Elle est assise près de moi. Je compatis, j’ai envie de me trouver ailleurs. Ma main se pose sur la sienne, presque malgré moi. Elle s’apaise, reprend son souffle. C’est moi qui romps le silence, une question idiote qui relance la machine.
— Elle avait quel âge, Prunelle ?
Ma mère me regarde, se tamponne les yeux.
— Tu es bien placé pour le savoir ! Non ?
Cela lui donne l’occasion de réciter la biographie de la chienne extraordinaire. Prunelle unique ! J’adopte une attitude attentive, mais je ne l’écoute plus.
Bien sûr que je me souviens. La naissance des chiots correspond exactement à ma décision de quitter la région. Quinze ans déjà. Cruelle cristallisation du temps qui réactualise les moindres détails de ces moments enfouis consciencieusement dans les replis de ma mémoire. La photo est nette maintenant. Je revois le pavillon vidé de ses meubles, le visage dur d’Elsa quand je lui ai dit adieu et le voyage en camion avec le copain. Une fourgonnette aurait suffi pour transporter le peu d’objets que j’emportais en Provence. Dans les phares, à l’arrivée, le chemin n’était qu’une ornière bourbeuse, rouge de bauxite. Le cabanon, perdu entre vignes et oliviers, disparaissait derrière des rideaux de pluie. Nous avons dormi, l’ami et moi, sur des matelas pneumatiques, veillés par Zita, ma chienne, près de la cheminée qui tirait mal.
Le temps a passé. Ce qui n’était qu’un mazet délabré est devenu aujourd’hui une maison digne de ce nom que j’ai bâtie pierre à pierre après avoir acheté la ruine. J’ai encore des cals aux mains de ce travail et de celui que j’effectuais dans les vignes et les champs : ébourgeonnages, taille, castrage du maïs… Je trouvais le temps de peindre, en dormant peu, en oubliant les miens. Ces quinze années me paraissent n’avoir été qu’une seule et longue journée d’anéantissement de la pensée, dans le mouvement et l’effort perpétuel.
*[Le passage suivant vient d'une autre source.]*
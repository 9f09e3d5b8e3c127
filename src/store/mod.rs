pub mod http;
pub mod repo;

use crate::domain::Resource;
use thiserror::Error;

pub use http::HttpStore;
pub use repo::RemoteStore;

pub type StoreResult<T> = std::result::Result<T, StoreError>;

#[derive(Debug, Error)]
pub enum StoreError {
    /// Backend unreachable or answered a list call with a failure status.
    #[error("could not load {resource}s from {url}: {reason}")]
    Connectivity {
        resource: &'static str,
        url: String,
        reason: String,
    },
    /// Create/delete answered with a failure status.
    #[error("backend rejected {action} on {resource}s: HTTP {status}")]
    Rejected {
        action: &'static str,
        resource: &'static str,
        status: u16,
    },
    #[error("request to {url} failed: {source}")]
    Transport {
        url: String,
        #[source]
        source: reqwest::Error,
    },
}

impl StoreError {
    pub(crate) fn connectivity(resource: Resource, url: &str, reason: impl ToString) -> Self {
        StoreError::Connectivity {
            resource: resource.singular(),
            url: url.to_string(),
            reason: reason.to_string(),
        }
    }
}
J’exagère, car j’ai, égoïstement peut-être, le bonheur d’accomplir journellement ce pourquoi je sais que je suis fait : peindre.
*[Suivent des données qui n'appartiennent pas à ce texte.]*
//! Stand-in browser tab: an in-memory Gmail page served over the tab bridge.

use anyhow::Result;
use std::{
    path::PathBuf,
    sync::{
        Arc,
        atomic::{AtomicBool, Ordering},
    },
    thread,
    time::Duration,
};

use crate::domain::RecipientKind;
use crate::inject::{ComposeNodes, Locator, MemoryPage};
use crate::tab::TabInfo;
use crate::tab::bridge::{HostedTab, serve};

pub struct HostConfig {
    pub url: String,
    pub socket: PathBuf,
    pub locator: Locator,
    /// Open a compose window at startup.
    pub compose: bool,
    /// How long the compose window stays a skeleton before its Send
    /// button appears.
    pub compose_delay: Duration,
}

/// Field values of a compose window, labelled for display.
pub fn compose_fields(page: &MemoryPage, nodes: &ComposeNodes) -> Vec<(String, String)> {
    let mut out: Vec<(String, String)> = RecipientKind::ALL
        .iter()
        .map(|k| (k.to_string(), page.value_of(nodes.recipient(*k))))
        .collect();
    out.push(("Subject".into(), page.value_of(nodes.subject)));
    out.push(("Body".into(), page.text_of(nodes.body)));
    out
}

pub fn run_host(cfg: HostConfig) -> Result<()> {
    let page = MemoryPage::new();

    let renderer = cfg.compose.then(|| {
        let mut nodes = page.add_compose_dialog(false);
        let page = page.clone();
        let delay = cfg.compose_delay;
        thread::spawn(move || {
            thread::sleep(delay);
            page.finish_compose(&mut nodes);
            log::info!("compose window ready");
            nodes
        })
    });

    let hosted = HostedTab {
        tab: TabInfo {
            id: 1,
            url: cfg.url.clone(),
        },
        page: page.clone(),
        locator: cfg.locator,
    };

    let running = Arc::new(AtomicBool::new(true));
    let r2 = running.clone();
    ctrlc::set_handler(move || {
        r2.store(false, Ordering::SeqCst);
    })?;

    log::info!("hosting tab {} at {}", hosted.tab.id, hosted.tab.url);
    serve(&cfg.socket, &hosted, &running)?;

    if let Some(handle) = renderer {
        match handle.join() {
            Ok(nodes) => {
                for (label, value) in compose_fields(&page, &nodes) {
                    println!("{label}: {value}");
                }
            }
            Err(_) => log::warn!("compose renderer panicked"),
        }
    }
    Ok(())
}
Ma mère pourrait en témoigner, elle qui a lutté de toutes ses forces contre cet accomplissement. Je me rappelle ma première vraie exposition à Paris, six ans après mon départ. Il a fallu que mon père se fâche pour qu’elle accepte de l’accompagner au vernissage.
Le paternel avait fière allure dans son costume sombre, unique diffuseur à naphtaline en sa possession. La couenne chauffée à blanc par son ensemble de laine en ce jour de canicule, il résistait vaillamment, luttant pied à pied contre la déshydratation, un verre de champagne à la main, à portée du buffet. En passant près de lui, je l’ai entendu évoquer le merveilleux chenapan que j’étais. Ah ! Ah ! Ah ! Si vous saviez ce qu’il nous a fait endurer, le bougre ! Je crois qu’il n’a pas regardé un seul de mes tableaux. Ma mère est restée sobre mais, contrairement à son habitude, elle s’est désintéressée des abus paternels. Personne dans l’assistance n’a passé autant de temps qu’elle devant mes tableaux. Je l’ai éveillée en sursaut alors qu’elle se transformait en statue de sel face à un grand format hallucinant de présence comme l’a qualifié un critique hallucinant de lucidité.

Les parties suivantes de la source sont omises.